■ **WHAT IS BEING ASKED**
Which lines in the entries below contain the string "page"? Show each of them in full.

[[ DATA FOR THE TASK open ]]

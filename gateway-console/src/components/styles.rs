pub const CONSOLE_STYLES: &str = r#"
/* Shell */
.console-shell {
    display: flex;
    flex-direction: column;
    min-height: 100vh;
    background: var(--console-bg, #f5f6fa);
    color: var(--text-primary, #1f2937);
    font-family: -apple-system, BlinkMacSystemFont, "Segoe UI", sans-serif;
    font-size: 14px;
}

.console-nav {
    display: flex;
    align-items: center;
    gap: 0.25rem;
    padding: 0 1.5rem;
    height: 52px;
    background: #1a1a2e;
    color: #fff;
    flex-shrink: 0;
}

.console-brand {
    font-weight: 700;
    margin-right: 1.5rem;
}

.nav-link {
    background: none;
    border: none;
    color: #cbd5e1;
    padding: 0.5rem 0.9rem;
    border-radius: 6px;
    cursor: pointer;
    font-size: 0.9rem;
}

.nav-link:hover {
    background: rgba(255, 255, 255, 0.08);
}

.nav-link.active {
    background: #4361ee;
    color: #fff;
}

.console-main {
    flex: 1;
    padding: 1.25rem 1.5rem;
}

.console-page {
    display: flex;
    flex-direction: column;
    gap: 1rem;
}

.page-header {
    display: flex;
    flex-wrap: wrap;
    align-items: center;
    justify-content: space-between;
    gap: 0.75rem;
}

.page-header h2 {
    margin: 0;
    font-size: 1.1rem;
}

/* Cards */
.card {
    background: #fff;
    border-radius: 8px;
    box-shadow: 0 1px 3px rgba(0, 0, 0, 0.08);
    padding: 1rem 1.25rem;
}

.card-title {
    font-weight: 600;
    margin-bottom: 0.75rem;
}

.card-header-row {
    display: flex;
    align-items: center;
    justify-content: space-between;
    gap: 1rem;
}

.loading,
.empty-state {
    padding: 2rem;
    text-align: center;
    color: #6b7280;
}

.empty-state.error {
    color: #dc3545;
}

/* Period picker */
.period-picker {
    display: flex;
    flex-wrap: wrap;
    align-items: center;
    gap: 0.4rem;
}

.period-btn,
.page-btn {
    border: 1px solid #d1d5db;
    background: #fff;
    border-radius: 6px;
    padding: 0.3rem 0.7rem;
    cursor: pointer;
}

.period-btn.active,
.page-btn.active {
    background: #4361ee;
    border-color: #4361ee;
    color: #fff;
}

.page-btn:disabled {
    opacity: 0.4;
    cursor: default;
}

.period-custom {
    display: flex;
    align-items: center;
    gap: 0.4rem;
    margin-left: 0.5rem;
}

.period-error,
.form-error {
    color: #dc3545;
    font-size: 0.8rem;
}

/* Search & forms */
.search-bar,
.form-row {
    display: flex;
    flex-wrap: wrap;
    align-items: center;
    gap: 0.5rem;
    margin-bottom: 0.75rem;
}

.search-input,
.form-input,
.filter-select {
    border: 1px solid #d1d5db;
    border-radius: 6px;
    padding: 0.4rem 0.6rem;
    min-width: 280px;
}

.filter-select {
    min-width: 0;
}

.detail-toggle {
    display: flex;
    align-items: center;
    gap: 4px;
    font-size: 13px;
}

.search-btn,
.btn {
    border: none;
    border-radius: 6px;
    padding: 0.4rem 0.9rem;
    cursor: pointer;
    background: #4361ee;
    color: #fff;
}

.btn-danger {
    background: #dc3545;
}

.btn-sm {
    padding: 0.2rem 0.6rem;
    font-size: 0.8rem;
}

/* Tables */
table {
    width: 100%;
    border-collapse: collapse;
}

th,
td {
    padding: 0.5rem 0.6rem;
    border-bottom: 1px solid #eef0f4;
    text-align: left;
    white-space: nowrap;
}

th.sortable {
    cursor: pointer;
    user-select: none;
}

th.sorted {
    color: #4361ee;
}

.table-wrap {
    overflow-x: auto;
}

.stats-table tbody tr,
.trace-row {
    cursor: pointer;
}

.stats-table tbody tr:hover,
.trace-row:hover {
    background: #f8f9fc;
}

.stats-table tr.selected {
    background: #eef1fd;
}

.path-cell {
    font-family: ui-monospace, monospace;
}

.pagination {
    display: flex;
    justify-content: center;
    gap: 0.3rem;
    margin-top: 0.75rem;
}

/* Severity */
.text-ok { color: #28a745; }
.text-warn { color: #b58900; }
.text-error { color: #dc3545; font-weight: 600; }

.badge {
    display: inline-block;
    border-radius: 10px;
    padding: 0.1rem 0.5rem;
    font-size: 0.75rem;
    font-weight: 600;
    color: #fff;
}

.badge-success { background: #28a745; }
.badge-warn { background: #ffc107; color: #1f2937; }
.badge-error { background: #dc3545; }

/* Percentile chart */
.chart-slot {
    margin-top: 1rem;
}

.stats-chart-title {
    font-weight: 600;
    margin-bottom: 0.5rem;
}

.stats-chart-svg {
    width: 100%;
    max-width: 640px;
    height: 260px;
}

/* Trace timeline */
.timeline {
    display: flex;
    flex-direction: column;
    gap: 0.25rem;
}

.timeline-hop {
    display: grid;
    grid-template-columns: 70px 1fr 70px;
    align-items: center;
    gap: 0.5rem;
    cursor: pointer;
    padding: 0.25rem 0;
}

.timeline-hop:hover {
    background: #f8f9fc;
}

.timeline-hop-label {
    font-size: 0.8rem;
    color: #4b5563;
}

.timeline-bar-container {
    position: relative;
    height: 22px;
    background: #f1f3f8;
    border-radius: 4px;
}

.timeline-bar {
    position: absolute;
    top: 0;
    height: 100%;
    border-radius: 4px;
    color: #fff;
    font-size: 0.7rem;
    line-height: 22px;
    padding-left: 4px;
    overflow: hidden;
    white-space: nowrap;
}

.status-2xx { background: #28a745; }
.status-4xx { background: #ffc107; color: #1f2937; }
.status-5xx { background: #dc3545; }

.hop-detail {
    margin: 0.25rem 0 0.75rem 70px;
    padding: 0.75rem 1rem;
    background: #f8f9fc;
    border-radius: 6px;
}

.hop-detail-row {
    display: flex;
    gap: 0.75rem;
    padding: 0.15rem 0;
}

.hop-detail-label {
    width: 90px;
    color: #6b7280;
    flex-shrink: 0;
}

.hop-payload {
    margin-top: 8px;
}

.hop-body {
    margin-top: 4px;
    padding: 0.5rem;
    background: #fff;
    border: 1px solid #e5e7eb;
    border-radius: 4px;
    font-family: ui-monospace, monospace;
    font-size: 0.75rem;
    white-space: pre-wrap;
    word-break: break-all;
    max-height: 320px;
    overflow: auto;
}

/* Traffic */
.summary-stats {
    display: flex;
    justify-content: space-around;
}

.summary-stat {
    text-align: center;
}

.summary-val {
    font-size: 1.4rem;
    font-weight: 700;
}

.summary-key {
    color: #6b7280;
    font-size: 0.8rem;
}

.traffic-layout {
    display: grid;
    grid-template-columns: 1fr 300px;
    gap: 1rem;
}

.traffic-legend {
    display: flex;
    gap: 0.75rem;
    font-size: 0.75rem;
}

.legend-item {
    display: flex;
    align-items: center;
    gap: 4px;
}

.legend-dot {
    width: 10px;
    height: 10px;
    border-radius: 50%;
    display: inline-block;
}

.traffic-hint {
    font-size: 0.75rem;
    color: #6b7280;
    margin-bottom: 0.5rem;
}

.cy-container {
    min-height: 200px;
    overflow: auto;
}

.traffic-graph {
    display: block;
}

.graph-node,
.graph-edge {
    cursor: pointer;
}

.graph-edge-label {
    paint-order: stroke;
    stroke: #fff;
    stroke-width: 3px;
}

.panel-row {
    display: flex;
    justify-content: space-between;
    padding: 0.35rem 0;
    border-bottom: 1px solid #eef0f4;
}

.panel-label {
    color: #6b7280;
}

.panel-placeholder {
    padding: 2rem 0;
    text-align: center;
    color: #9ca3af;
}

/* Policy toggle */
.toggle {
    position: relative;
    display: inline-block;
    width: 36px;
    height: 20px;
}

.toggle-input {
    opacity: 0;
    width: 0;
    height: 0;
}

.toggle-slider {
    position: absolute;
    inset: 0;
    background: #d1d5db;
    border-radius: 20px;
    cursor: pointer;
    transition: background 0.2s;
}

.toggle-slider::before {
    content: "";
    position: absolute;
    width: 14px;
    height: 14px;
    left: 3px;
    top: 3px;
    background: #fff;
    border-radius: 50%;
    transition: transform 0.2s;
}

.toggle-input:checked + .toggle-slider {
    background: #4361ee;
}

.toggle-input:checked + .toggle-slider::before {
    transform: translateX(16px);
}

@media (max-width: 900px) {
    .traffic-layout {
        grid-template-columns: 1fr;
    }
}
"#;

[[ DATA FOR THE TASK closed ]]

■ **TASK RESPONSE**
.console-page {
.page-header {
.page-header h2 {
.page-btn {
.page-btn.active {
.page-btn:disabled {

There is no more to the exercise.